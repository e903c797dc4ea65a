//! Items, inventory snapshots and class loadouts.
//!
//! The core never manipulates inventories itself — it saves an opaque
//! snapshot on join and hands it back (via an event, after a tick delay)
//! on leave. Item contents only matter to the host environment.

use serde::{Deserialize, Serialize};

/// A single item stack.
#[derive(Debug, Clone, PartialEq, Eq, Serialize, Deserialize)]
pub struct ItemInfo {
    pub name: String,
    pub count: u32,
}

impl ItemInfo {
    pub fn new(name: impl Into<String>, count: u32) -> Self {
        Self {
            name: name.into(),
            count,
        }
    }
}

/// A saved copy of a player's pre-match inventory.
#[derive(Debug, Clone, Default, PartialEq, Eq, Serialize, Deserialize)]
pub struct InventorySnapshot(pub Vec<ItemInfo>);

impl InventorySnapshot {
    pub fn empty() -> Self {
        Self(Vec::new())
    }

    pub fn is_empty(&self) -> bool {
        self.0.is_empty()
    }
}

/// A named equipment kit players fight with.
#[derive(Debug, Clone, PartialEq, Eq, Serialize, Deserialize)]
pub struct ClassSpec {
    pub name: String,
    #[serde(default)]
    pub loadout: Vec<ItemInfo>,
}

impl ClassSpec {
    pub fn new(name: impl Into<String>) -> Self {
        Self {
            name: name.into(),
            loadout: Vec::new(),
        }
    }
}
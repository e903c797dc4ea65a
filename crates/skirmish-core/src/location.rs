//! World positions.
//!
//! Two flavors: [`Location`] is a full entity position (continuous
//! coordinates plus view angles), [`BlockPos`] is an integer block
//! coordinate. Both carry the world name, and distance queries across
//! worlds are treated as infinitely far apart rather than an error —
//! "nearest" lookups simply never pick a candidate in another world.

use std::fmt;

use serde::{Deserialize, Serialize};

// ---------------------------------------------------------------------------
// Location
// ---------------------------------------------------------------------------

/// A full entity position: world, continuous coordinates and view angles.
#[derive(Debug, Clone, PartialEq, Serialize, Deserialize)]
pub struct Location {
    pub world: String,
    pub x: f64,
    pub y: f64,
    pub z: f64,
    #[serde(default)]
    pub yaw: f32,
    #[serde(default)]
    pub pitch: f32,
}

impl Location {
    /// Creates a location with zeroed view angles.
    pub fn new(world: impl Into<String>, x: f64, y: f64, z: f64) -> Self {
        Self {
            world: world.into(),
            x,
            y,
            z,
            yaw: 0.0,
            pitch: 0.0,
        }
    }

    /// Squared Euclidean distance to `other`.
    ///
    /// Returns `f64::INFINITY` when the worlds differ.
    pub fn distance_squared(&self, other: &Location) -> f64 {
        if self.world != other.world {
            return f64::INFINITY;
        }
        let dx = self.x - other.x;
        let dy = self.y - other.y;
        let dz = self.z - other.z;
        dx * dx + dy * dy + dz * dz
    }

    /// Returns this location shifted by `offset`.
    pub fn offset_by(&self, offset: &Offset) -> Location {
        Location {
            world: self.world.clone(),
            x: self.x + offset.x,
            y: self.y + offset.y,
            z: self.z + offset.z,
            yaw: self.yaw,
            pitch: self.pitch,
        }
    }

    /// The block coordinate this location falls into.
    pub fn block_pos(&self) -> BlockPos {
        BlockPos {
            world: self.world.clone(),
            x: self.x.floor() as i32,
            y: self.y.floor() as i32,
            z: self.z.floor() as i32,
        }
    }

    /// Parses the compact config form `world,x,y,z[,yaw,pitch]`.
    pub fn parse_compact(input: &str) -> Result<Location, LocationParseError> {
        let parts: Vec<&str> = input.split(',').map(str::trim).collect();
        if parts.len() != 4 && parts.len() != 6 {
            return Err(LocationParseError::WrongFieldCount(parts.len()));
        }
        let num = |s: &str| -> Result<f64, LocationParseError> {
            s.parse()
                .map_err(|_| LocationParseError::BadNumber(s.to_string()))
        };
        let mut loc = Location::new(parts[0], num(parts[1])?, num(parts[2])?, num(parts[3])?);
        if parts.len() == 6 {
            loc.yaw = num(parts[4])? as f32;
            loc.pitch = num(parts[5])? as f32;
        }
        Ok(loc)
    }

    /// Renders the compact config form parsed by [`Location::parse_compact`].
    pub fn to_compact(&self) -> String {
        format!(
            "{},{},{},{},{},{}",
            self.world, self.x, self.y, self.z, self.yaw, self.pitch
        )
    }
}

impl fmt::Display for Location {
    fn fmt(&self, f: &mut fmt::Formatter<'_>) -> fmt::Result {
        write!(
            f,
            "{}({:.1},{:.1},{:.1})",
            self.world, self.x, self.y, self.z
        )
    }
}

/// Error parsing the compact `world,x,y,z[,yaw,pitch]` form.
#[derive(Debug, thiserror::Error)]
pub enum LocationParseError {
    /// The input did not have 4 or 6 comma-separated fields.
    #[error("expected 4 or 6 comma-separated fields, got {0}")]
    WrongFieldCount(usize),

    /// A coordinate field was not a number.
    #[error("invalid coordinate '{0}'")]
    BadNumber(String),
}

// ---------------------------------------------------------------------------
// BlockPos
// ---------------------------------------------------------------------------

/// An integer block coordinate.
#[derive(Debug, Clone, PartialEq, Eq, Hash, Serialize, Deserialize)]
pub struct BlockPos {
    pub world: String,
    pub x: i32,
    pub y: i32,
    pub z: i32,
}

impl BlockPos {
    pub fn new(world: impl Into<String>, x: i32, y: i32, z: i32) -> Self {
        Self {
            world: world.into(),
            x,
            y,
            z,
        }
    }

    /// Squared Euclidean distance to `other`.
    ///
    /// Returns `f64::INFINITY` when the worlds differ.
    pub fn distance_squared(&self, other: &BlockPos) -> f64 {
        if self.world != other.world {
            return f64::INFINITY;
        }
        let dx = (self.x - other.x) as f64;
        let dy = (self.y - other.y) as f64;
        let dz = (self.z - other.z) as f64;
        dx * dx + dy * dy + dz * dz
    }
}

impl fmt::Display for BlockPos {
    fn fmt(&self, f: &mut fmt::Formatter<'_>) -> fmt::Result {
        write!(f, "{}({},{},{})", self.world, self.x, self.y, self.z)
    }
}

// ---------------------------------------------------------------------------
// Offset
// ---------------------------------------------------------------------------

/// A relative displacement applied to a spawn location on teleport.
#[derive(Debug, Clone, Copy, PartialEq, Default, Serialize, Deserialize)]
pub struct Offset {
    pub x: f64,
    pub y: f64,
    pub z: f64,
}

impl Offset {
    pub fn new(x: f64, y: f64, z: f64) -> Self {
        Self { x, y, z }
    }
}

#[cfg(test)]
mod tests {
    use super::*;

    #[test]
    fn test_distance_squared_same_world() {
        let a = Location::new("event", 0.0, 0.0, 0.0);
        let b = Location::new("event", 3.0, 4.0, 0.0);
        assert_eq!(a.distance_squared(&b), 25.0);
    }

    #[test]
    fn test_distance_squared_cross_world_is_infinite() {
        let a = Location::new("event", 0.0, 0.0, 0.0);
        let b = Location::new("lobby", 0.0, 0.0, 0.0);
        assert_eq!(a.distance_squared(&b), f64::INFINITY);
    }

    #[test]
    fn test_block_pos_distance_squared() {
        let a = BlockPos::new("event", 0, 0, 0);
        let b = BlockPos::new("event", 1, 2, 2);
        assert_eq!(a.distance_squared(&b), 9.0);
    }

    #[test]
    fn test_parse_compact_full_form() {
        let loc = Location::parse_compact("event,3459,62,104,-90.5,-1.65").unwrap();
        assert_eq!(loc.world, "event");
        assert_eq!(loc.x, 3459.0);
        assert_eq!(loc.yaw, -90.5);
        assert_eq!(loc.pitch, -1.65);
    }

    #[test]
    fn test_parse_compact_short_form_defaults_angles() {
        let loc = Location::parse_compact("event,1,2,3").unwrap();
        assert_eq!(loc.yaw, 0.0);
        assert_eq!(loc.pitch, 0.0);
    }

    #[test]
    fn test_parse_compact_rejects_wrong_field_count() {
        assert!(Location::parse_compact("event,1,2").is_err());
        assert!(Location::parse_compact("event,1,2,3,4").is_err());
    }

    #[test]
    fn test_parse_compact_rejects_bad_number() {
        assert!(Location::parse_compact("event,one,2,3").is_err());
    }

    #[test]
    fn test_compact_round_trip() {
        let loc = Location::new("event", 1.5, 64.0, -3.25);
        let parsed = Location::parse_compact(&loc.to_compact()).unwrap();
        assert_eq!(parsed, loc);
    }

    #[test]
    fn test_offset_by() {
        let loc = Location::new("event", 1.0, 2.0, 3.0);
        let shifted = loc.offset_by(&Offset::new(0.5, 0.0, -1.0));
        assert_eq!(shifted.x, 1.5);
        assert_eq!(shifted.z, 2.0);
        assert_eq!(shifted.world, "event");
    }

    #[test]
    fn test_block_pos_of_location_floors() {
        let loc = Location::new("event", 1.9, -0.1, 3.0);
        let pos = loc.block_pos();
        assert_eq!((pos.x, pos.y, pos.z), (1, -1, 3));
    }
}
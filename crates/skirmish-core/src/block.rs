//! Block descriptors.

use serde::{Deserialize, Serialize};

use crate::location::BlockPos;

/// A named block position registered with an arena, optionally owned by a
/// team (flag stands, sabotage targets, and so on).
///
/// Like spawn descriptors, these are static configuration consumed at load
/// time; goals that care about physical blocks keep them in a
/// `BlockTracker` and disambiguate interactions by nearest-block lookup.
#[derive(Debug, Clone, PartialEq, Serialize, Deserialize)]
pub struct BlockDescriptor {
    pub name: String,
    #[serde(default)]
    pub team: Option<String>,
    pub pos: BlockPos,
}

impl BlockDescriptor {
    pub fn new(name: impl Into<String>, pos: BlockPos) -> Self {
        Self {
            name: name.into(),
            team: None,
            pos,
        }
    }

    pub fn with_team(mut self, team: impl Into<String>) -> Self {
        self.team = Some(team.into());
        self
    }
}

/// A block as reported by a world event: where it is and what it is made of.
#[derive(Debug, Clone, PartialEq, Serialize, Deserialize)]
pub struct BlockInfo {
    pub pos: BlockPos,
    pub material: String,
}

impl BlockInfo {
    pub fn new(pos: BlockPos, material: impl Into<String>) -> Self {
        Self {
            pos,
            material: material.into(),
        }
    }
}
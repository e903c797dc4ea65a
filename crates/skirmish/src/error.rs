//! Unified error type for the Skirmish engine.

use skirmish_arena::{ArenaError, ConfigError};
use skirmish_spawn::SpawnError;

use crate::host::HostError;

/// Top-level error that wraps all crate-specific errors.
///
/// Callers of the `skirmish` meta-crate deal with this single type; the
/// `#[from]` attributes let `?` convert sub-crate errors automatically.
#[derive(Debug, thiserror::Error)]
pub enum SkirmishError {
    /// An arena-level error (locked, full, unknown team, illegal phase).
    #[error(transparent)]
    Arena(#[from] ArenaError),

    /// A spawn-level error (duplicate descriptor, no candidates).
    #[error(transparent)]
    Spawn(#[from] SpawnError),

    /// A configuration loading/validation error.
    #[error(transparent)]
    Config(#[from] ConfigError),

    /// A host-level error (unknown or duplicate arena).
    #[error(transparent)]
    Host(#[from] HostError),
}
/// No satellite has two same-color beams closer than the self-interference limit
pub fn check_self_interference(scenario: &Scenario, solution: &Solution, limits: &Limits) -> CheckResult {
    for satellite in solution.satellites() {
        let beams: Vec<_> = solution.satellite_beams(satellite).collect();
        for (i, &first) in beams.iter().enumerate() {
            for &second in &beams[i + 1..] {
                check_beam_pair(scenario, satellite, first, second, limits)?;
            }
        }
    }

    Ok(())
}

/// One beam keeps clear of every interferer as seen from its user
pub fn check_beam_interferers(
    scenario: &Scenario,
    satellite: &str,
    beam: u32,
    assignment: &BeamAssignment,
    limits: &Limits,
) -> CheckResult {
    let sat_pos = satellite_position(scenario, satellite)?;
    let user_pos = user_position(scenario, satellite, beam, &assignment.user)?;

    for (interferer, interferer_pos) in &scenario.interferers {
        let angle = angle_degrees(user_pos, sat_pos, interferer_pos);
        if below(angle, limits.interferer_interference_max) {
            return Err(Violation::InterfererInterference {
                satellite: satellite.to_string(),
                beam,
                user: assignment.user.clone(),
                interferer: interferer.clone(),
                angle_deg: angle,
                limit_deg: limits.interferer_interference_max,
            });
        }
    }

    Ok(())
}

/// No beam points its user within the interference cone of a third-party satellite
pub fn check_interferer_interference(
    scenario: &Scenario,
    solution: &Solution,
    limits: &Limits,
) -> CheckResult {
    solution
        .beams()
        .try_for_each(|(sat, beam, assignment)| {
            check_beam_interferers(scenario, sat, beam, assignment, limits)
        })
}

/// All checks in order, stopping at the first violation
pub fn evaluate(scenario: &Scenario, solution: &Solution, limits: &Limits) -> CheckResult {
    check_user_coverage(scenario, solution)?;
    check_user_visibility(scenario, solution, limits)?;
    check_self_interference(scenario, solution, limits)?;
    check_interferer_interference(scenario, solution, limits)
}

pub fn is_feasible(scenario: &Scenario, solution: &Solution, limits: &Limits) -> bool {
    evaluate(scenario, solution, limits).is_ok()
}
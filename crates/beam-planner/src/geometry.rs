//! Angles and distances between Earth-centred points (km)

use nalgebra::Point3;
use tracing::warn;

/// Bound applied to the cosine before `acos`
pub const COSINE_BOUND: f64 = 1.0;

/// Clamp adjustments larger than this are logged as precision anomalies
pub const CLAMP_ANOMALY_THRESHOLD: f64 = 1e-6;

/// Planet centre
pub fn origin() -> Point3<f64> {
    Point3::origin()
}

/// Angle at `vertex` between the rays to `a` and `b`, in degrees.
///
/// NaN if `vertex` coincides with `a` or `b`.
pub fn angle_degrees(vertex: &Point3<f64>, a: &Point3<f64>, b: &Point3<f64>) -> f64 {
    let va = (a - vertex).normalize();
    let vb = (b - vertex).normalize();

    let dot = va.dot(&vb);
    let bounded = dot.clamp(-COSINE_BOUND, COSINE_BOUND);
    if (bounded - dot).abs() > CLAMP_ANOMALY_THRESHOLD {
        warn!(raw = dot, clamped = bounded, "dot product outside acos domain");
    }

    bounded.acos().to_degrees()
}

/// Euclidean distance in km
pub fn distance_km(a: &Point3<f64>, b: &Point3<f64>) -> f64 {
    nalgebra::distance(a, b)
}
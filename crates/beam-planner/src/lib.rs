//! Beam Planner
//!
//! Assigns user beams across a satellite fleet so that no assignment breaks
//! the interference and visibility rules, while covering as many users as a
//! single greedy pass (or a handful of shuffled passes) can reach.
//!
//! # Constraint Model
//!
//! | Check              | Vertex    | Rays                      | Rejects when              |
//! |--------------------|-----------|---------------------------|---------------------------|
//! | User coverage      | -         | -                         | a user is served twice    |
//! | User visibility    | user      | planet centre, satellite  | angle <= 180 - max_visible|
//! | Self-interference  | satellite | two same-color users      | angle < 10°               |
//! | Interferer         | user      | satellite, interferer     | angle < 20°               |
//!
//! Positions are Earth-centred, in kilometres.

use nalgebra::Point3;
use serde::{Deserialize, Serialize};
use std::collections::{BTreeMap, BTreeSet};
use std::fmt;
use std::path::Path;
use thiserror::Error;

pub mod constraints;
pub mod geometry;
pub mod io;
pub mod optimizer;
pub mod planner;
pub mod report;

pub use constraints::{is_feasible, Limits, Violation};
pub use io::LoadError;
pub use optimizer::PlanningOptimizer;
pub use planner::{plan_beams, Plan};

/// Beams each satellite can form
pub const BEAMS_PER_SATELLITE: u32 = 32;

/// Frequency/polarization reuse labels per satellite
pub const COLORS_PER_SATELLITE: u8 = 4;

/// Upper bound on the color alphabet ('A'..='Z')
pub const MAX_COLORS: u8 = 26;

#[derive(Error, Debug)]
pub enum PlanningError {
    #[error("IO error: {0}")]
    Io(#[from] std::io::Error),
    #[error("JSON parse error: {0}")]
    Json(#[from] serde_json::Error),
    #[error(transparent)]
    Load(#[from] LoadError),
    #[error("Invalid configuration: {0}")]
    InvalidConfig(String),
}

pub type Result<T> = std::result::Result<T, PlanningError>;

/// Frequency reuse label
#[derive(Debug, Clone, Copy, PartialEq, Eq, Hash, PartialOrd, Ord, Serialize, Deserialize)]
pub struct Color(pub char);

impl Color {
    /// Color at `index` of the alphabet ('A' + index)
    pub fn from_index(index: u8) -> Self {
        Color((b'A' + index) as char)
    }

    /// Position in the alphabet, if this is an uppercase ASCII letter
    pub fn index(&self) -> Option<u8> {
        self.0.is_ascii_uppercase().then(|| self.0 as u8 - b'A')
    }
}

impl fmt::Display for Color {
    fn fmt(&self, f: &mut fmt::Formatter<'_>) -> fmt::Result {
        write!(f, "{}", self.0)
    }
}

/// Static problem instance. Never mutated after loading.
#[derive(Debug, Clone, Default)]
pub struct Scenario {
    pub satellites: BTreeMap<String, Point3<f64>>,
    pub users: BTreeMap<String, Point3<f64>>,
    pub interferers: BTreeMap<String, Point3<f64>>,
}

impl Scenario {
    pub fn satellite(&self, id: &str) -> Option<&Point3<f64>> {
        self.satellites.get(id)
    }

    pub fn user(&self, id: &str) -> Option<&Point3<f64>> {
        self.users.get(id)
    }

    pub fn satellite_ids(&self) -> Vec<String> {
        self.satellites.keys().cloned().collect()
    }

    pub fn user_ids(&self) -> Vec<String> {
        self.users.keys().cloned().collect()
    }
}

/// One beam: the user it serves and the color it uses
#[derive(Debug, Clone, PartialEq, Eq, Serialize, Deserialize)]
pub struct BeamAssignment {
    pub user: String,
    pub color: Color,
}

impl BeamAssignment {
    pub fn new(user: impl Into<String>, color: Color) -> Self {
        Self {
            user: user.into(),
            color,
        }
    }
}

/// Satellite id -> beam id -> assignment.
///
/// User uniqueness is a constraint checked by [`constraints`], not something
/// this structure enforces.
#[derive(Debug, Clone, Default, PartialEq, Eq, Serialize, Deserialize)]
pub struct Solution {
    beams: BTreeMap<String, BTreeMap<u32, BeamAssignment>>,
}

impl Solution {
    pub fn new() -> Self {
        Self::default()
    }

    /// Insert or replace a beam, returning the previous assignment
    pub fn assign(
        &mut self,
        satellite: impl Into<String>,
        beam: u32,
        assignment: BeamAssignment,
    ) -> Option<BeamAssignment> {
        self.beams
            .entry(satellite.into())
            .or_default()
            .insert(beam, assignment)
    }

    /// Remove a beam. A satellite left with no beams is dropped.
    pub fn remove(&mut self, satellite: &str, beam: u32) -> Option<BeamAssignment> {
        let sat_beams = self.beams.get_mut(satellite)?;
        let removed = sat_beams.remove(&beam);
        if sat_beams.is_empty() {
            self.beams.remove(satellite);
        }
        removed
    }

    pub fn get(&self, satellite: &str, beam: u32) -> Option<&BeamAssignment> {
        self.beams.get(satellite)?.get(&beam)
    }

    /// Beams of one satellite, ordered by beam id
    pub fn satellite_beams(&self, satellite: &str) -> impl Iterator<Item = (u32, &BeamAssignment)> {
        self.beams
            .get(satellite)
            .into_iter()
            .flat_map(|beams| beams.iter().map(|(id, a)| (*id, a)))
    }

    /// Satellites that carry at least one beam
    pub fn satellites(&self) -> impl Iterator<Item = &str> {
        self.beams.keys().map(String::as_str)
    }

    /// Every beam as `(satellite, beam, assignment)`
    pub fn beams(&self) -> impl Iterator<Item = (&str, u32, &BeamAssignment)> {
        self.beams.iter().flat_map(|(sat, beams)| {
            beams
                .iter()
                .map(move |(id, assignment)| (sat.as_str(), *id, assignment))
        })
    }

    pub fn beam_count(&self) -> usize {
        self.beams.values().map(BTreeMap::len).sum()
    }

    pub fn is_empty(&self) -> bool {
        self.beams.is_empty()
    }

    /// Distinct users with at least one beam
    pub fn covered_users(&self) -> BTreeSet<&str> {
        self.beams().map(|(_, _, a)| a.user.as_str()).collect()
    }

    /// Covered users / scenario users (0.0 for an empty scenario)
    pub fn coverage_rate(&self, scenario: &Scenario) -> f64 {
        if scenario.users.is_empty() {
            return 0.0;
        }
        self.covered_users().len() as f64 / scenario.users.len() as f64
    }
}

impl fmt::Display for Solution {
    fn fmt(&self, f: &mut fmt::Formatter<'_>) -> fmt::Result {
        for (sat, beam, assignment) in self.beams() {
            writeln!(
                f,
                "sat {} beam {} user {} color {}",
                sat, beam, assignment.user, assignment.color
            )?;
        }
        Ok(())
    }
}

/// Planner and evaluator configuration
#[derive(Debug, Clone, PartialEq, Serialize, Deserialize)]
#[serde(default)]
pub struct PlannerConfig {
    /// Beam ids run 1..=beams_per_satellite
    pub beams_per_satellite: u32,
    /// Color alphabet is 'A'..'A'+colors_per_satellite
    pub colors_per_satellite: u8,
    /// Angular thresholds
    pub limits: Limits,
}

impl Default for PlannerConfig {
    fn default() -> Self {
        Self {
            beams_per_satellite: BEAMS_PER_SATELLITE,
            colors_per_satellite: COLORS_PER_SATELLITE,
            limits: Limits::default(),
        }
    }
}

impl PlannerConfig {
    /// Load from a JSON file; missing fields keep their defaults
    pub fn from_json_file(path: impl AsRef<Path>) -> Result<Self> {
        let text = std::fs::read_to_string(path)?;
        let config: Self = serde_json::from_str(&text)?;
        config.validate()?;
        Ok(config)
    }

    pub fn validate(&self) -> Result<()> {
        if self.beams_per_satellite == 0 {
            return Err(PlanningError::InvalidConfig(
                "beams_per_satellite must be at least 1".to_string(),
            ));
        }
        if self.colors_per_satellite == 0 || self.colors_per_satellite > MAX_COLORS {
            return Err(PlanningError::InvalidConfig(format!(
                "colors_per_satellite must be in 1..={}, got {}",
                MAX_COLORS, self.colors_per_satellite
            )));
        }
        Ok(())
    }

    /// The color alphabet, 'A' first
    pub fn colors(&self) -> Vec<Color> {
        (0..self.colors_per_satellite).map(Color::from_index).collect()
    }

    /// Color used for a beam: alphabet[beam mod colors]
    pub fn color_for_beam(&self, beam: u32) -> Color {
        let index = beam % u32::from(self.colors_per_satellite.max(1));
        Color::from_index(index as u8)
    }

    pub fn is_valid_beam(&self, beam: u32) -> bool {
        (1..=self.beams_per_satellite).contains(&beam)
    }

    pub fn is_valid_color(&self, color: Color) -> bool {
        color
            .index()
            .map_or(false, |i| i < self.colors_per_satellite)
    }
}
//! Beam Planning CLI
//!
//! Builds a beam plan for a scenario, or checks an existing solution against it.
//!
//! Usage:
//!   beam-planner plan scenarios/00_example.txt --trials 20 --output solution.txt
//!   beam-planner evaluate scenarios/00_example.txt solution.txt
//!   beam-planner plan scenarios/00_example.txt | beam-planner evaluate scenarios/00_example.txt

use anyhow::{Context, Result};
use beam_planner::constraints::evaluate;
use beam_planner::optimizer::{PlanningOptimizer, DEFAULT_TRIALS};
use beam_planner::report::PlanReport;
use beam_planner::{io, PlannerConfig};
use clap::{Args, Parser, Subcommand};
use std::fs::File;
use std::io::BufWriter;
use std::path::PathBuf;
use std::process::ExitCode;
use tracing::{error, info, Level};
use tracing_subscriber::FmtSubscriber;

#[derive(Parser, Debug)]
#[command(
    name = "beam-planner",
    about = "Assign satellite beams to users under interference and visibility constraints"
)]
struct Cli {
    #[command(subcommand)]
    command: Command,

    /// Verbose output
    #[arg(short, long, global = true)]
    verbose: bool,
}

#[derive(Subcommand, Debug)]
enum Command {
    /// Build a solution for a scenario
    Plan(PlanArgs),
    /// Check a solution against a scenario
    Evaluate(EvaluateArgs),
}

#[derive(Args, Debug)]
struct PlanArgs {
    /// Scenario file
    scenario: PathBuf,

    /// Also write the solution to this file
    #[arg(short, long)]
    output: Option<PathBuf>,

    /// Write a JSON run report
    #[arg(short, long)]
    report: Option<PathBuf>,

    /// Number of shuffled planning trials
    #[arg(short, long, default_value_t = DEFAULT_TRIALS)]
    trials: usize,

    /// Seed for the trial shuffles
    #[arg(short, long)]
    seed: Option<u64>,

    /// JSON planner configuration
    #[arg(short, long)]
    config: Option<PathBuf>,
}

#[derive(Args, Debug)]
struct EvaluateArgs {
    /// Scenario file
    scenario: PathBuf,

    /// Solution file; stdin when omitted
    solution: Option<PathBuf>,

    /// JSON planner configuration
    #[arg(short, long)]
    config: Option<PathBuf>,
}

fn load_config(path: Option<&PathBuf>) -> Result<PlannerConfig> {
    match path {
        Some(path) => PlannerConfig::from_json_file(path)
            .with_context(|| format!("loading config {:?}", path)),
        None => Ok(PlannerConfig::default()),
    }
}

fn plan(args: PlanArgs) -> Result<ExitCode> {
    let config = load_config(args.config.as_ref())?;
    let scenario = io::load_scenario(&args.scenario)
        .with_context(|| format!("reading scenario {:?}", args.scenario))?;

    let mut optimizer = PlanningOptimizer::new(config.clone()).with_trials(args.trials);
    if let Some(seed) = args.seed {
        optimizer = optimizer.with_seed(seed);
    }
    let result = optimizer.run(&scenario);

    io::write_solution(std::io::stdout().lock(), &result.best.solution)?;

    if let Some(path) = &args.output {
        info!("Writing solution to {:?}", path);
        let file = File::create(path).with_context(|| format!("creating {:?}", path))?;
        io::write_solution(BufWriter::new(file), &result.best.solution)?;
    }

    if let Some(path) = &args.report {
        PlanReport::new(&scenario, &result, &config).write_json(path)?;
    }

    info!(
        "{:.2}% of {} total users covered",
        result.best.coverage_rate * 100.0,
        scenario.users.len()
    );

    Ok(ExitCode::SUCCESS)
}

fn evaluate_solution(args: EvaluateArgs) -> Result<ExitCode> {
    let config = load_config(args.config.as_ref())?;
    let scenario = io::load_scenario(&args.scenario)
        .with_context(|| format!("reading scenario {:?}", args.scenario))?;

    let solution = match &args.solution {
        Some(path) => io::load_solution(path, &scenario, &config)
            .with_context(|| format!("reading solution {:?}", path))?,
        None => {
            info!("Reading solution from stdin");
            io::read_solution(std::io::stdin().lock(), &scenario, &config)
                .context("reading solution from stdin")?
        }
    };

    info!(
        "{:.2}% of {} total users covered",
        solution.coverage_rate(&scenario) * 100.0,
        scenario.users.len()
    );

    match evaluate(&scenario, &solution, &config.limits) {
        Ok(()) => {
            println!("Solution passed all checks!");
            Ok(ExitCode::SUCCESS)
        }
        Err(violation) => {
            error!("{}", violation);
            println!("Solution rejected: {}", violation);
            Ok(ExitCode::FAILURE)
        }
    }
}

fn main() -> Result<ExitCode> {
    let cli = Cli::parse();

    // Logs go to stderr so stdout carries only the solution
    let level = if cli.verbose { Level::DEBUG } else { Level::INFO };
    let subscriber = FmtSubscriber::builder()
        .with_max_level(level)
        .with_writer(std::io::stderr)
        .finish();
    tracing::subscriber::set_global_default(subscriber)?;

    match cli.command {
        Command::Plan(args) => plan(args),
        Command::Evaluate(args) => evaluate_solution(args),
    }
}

■ ■ ■

What to work on:
Scan the listing above. Collect all lines with the word "PlanArgs".

Task solution:
    Plan(PlanArgs),
struct PlanArgs {
fn plan(args: PlanArgs) -> Result<ExitCode> {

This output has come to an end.